Haskell Murray teaches business law, negotiations and mediation at Belmont University, where his research areas include alternative dispute resolution, corporate governance, mergers & acquisitions, and social enterprise law.  Murray received his B.A. in business administration from Rhodes College and his J.D. from Georgia State University College of Law. Before entering academia,  Murray practiced law as a member of King & Spalding’s M&A/Corporate team in Atlanta, GA.  He left King & Spalding to clerk for former vice chancellor Stephen P. Lamb on the Delaware Court of Chancery. Following his clerkship, Murray was recruited to Weil, Gotshal & Manges in New York City, NY, where he practiced as part of the firm’s Corporate Governance & Securities Litigation group.  Prior to joining Belmont University’s faculty, Murray taught as a visiting assistant professor at Georgia State University College of Law and as an assistant professor at Regent University School of Law.

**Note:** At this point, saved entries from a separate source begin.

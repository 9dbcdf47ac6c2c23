//! PostgreSQL job store backed by sqlx

use async_trait::async_trait;
use chrono::{DateTime, Utc};
use sqlx::postgres::PgPoolOptions;
use sqlx::types::Json;
use sqlx::{PgPool, Postgres, QueryBuilder};
use std::time::Duration;
use tracing::info;
use uuid::Uuid;

use crate::config::DatabaseConfig;
use crate::db::JobStore;
use crate::error::{AppError, Result};
use crate::jobs::{DesignAttachment, JobQuery, JobStatus, NewPrintJob, PrintJob};

/// Column list for `print_jobs` queries.
const JOB_COLUMNS: &str = "\
    id, source, customer_name, customer_email, customer_phone, \
    job_title, subject, description, quantity, paper_size, color_mode, urgency, \
    file_urls, attachments, design_id, design_title, export_url, canva_user_id, \
    received_at, status, created_at, updated_at";

/// Create a connection pool from database settings
pub async fn create_pool(config: &DatabaseConfig, url: &str) -> Result<PgPool> {
    let pool = PgPoolOptions::new()
        .max_connections(config.max_connections)
        .acquire_timeout(Duration::from_secs(config.acquire_timeout_secs))
        .connect(url)
        .await?;
    Ok(pool)
}

/// Apply pending migrations from `./migrations`
pub async fn run_migrations(pool: &PgPool) -> Result<()> {
    sqlx::migrate!("./migrations").run(pool).await?;
    info!("Database migrations applied");
    Ok(())
}

/// Raw `print_jobs` row; enums are stored as text
#[derive(Debug, sqlx::FromRow)]
struct PrintJobRow {
    id: Uuid,
    source: String,
    customer_name: Option<String>,
    customer_email: Option<String>,
    customer_phone: Option<String>,
    job_title: Option<String>,
    subject: Option<String>,
    description: Option<String>,
    quantity: i32,
    paper_size: Option<String>,
    color_mode: Option<String>,
    urgency: Option<String>,
    file_urls: Vec<String>,
    attachments: Json<Vec<serde_json::Value>>,
    design_id: Option<String>,
    design_title: Option<String>,
    export_url: Option<String>,
    canva_user_id: Option<String>,
    received_at: Option<DateTime<Utc>>,
    status: String,
    created_at: DateTime<Utc>,
    updated_at: DateTime<Utc>,
}

impl TryFrom<PrintJobRow> for PrintJob {
    type Error = AppError;

    fn try_from(row: PrintJobRow) -> Result<Self> {
        let id = row.id;
        let corrupt = |e: AppError| AppError::Internal(format!("corrupt print_jobs row {id}: {e}"));

        Ok(PrintJob {
            id,
            source: row.source.parse().map_err(corrupt)?,
            status: row.status.parse().map_err(corrupt)?,
            customer_name: row.customer_name,
            customer_email: row.customer_email,
            customer_phone: row.customer_phone,
            job_title: row.job_title,
            subject: row.subject,
            description: row.description,
            quantity: row.quantity,
            paper_size: row.paper_size,
            color_mode: row.color_mode,
            urgency: row.urgency,
            file_urls: row.file_urls,
            attachments: row.attachments.0,
            design_id: row.design_id,
            design_title: row.design_title,
            export_url: row.export_url,
            canva_user_id: row.canva_user_id,
            received_at: row.received_at,
            created_at: row.created_at,
            updated_at: row.updated_at,
        })
    }
}

/// Job store on a PostgreSQL pool
#[derive(Clone)]
pub struct PgJobStore {
    pool: PgPool,
}

impl PgJobStore {
    pub fn new(pool: PgPool) -> Self {
        Self { pool }
    }

    pub fn pool(&self) -> &PgPool {
        &self.pool
    }

    /// Lock a row for the rest of the transaction
    async fn lock_job(
        tx: &mut sqlx::Transaction<'_, Postgres>,
        id: Uuid,
    ) -> Result<PrintJob> {
        let query = format!("SELECT {JOB_COLUMNS} FROM print_jobs WHERE id = $1 FOR UPDATE");
        let row = sqlx::query_as::<_, PrintJobRow>(&query)
            .bind(id)
            .fetch_optional(&mut **tx)
            .await?
            .ok_or(AppError::JobNotFound(id))?;
        row.try_into()
    }

    /// Write back the mutable fields of a locked job
    async fn save_job(
        tx: &mut sqlx::Transaction<'_, Postgres>,
        job: &PrintJob,
    ) -> Result<PrintJob> {
        let query = format!(
            "UPDATE print_jobs SET \
                design_id = $2, design_title = $3, export_url = $4, canva_user_id = $5, \
                status = $6, updated_at = $7 \
             WHERE id = $1 \
             RETURNING {JOB_COLUMNS}"
        );
        let row = sqlx::query_as::<_, PrintJobRow>(&query)
            .bind(job.id)
            .bind(job.design_id.as_deref())
            .bind(job.design_title.as_deref())
            .bind(job.export_url.as_deref())
            .bind(job.canva_user_id.as_deref())
            .bind(job.status.as_str())
            .bind(job.updated_at)
            .fetch_one(&mut **tx)
            .await?;
        row.try_into()
    }
}

#[async_trait]
impl JobStore for PgJobStore {
    fn backend(&self) -> &'static str {
        "postgres"
    }

    async fn insert(&self, job: NewPrintJob) -> Result<PrintJob> {
        let job = PrintJob::from_new(job, Utc::now());

        let query = format!(
            "INSERT INTO print_jobs ({JOB_COLUMNS}) \
             VALUES ($1, $2, $3, $4, $5, $6, $7, $8, $9, $10, $11, $12, \
                     $13, $14, $15, $16, $17, $18, $19, $20, $21, $22) \
             RETURNING {JOB_COLUMNS}"
        );
        let row = sqlx::query_as::<_, PrintJobRow>(&query)
            .bind(job.id)
            .bind(job.source.as_str())
            .bind(job.customer_name.as_deref())
            .bind(job.customer_email.as_deref())
            .bind(job.customer_phone.as_deref())
            .bind(job.job_title.as_deref())
            .bind(job.subject.as_deref())
            .bind(job.description.as_deref())
            .bind(job.quantity)
            .bind(job.paper_size.as_deref())
            .bind(job.color_mode.as_deref())
            .bind(job.urgency.as_deref())
            .bind(&job.file_urls)
            .bind(Json(&job.attachments))
            .bind(job.design_id.as_deref())
            .bind(job.design_title.as_deref())
            .bind(job.export_url.as_deref())
            .bind(job.canva_user_id.as_deref())
            .bind(job.received_at)
            .bind(job.status.as_str())
            .bind(job.created_at)
            .bind(job.updated_at)
            .fetch_one(&self.pool)
            .await?;

        row.try_into()
    }

    async fn get(&self, id: Uuid) -> Result<Option<PrintJob>> {
        let query = format!("SELECT {JOB_COLUMNS} FROM print_jobs WHERE id = $1");
        sqlx::query_as::<_, PrintJobRow>(&query)
            .bind(id)
            .fetch_optional(&self.pool)
            .await?
            .map(PrintJob::try_from)
            .transpose()
    }

    async fn list(&self, query: &JobQuery) -> Result<Vec<PrintJob>> {
        let mut builder: QueryBuilder<Postgres> =
            QueryBuilder::new(format!("SELECT {JOB_COLUMNS} FROM print_jobs WHERE TRUE"));

        if let Some(source) = query.source {
            builder.push(" AND source = ").push_bind(source.as_str());
        }
        if let Some(status) = query.status {
            builder.push(" AND status = ").push_bind(status.as_str());
        }
        builder.push(" ORDER BY created_at DESC, seq DESC");
        if let Some(limit) = query.limit {
            builder.push(" LIMIT ").push_bind(limit.max(0));
        }

        builder
            .build_query_as::<PrintJobRow>()
            .fetch_all(&self.pool)
            .await?
            .into_iter()
            .map(PrintJob::try_from)
            .collect()
    }

    async fn count(&self) -> Result<i64> {
        let count: i64 = sqlx::query_scalar("SELECT COUNT(*) FROM print_jobs")
            .fetch_one(&self.pool)
            .await?;
        Ok(count)
    }

    async fn latest_for_email(&self, email: &str) -> Result<Option<PrintJob>> {
        let query = format!(
            "SELECT {JOB_COLUMNS} FROM print_jobs \
             WHERE lower(customer_email) = lower($1) \
             ORDER BY created_at DESC, seq DESC \
             LIMIT 1"
        );
        sqlx::query_as::<_, PrintJobRow>(&query)
            .bind(email)
            .fetch_optional(&self.pool)
            .await?
            .map(PrintJob::try_from)
            .transpose()
    }

    async fn attach_design(
        &self,
        id: Uuid,
        design: &DesignAttachment,
    ) -> Result<Option<PrintJob>> {
        let mut tx = self.pool.begin().await?;
        let mut job = Self::lock_job(&mut tx, id).await?;
        if job.status.is_terminal() {
            tx.rollback().await?;
            return Ok(None);
        }
        job.attach_design(design, Utc::now());
        let saved = Self::save_job(&mut tx, &job).await?;
        tx.commit().await?;
        Ok(Some(saved))
    }

    async fn update_status(&self, id: Uuid, status: JobStatus) -> Result<PrintJob> {
        let mut tx = self.pool.begin().await?;
        let mut job = Self::lock_job(&mut tx, id).await?;
        if !job.status.can_transition_to(status) {
            return Err(AppError::InvalidTransition {
                from: job.status,
                to: status,
            });
        }
        job.status = status;
        job.updated_at = Utc::now();
        let saved = Self::save_job(&mut tx, &job).await?;
        tx.commit().await?;
        Ok(saved)
    }

    async fn health_check(&self) -> bool {
        sqlx::query("SELECT 1").execute(&self.pool).await.is_ok()
    }
}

Professor Murray has written multiple scholarly articles on social enterprise law and advised five states on their social enterprise legislation.  His most recent article, Social Enterprise Innovation: Delaware's Public Benefit Corporation Law, will be published in the Harvard Business Law Review this summer. 

Benefit Corp event

Michael Naughton, Ph.D. is the holder of the Alan W. Moss Endowed Chair in Catholic Social Thought at the University of St. Thomas where he is a full professor with a joint appointment in the department of Catholic Studies (College of Arts and Sciences) and Ethics and Law (Opus College of Business).  He is the director of the John A. Ryan Institute for Catholic Social Thought at the Center for Catholic Studies, which examines Catholic social thought in relationship to business theory and practice. He is the author and editor of nine books and over 20 articles.  His most recent books include Leading Wisely in Difficult Times (Paulis, 2011).  Naughton currently serves as board chair for Reel Precision Manufacturing, a global producer of innovative torque solutions for transportation, consumer electronics, medical,  and office automation products. He received his Ph.D. in theology from Marquette University and an MBA from the University of St. Thomas.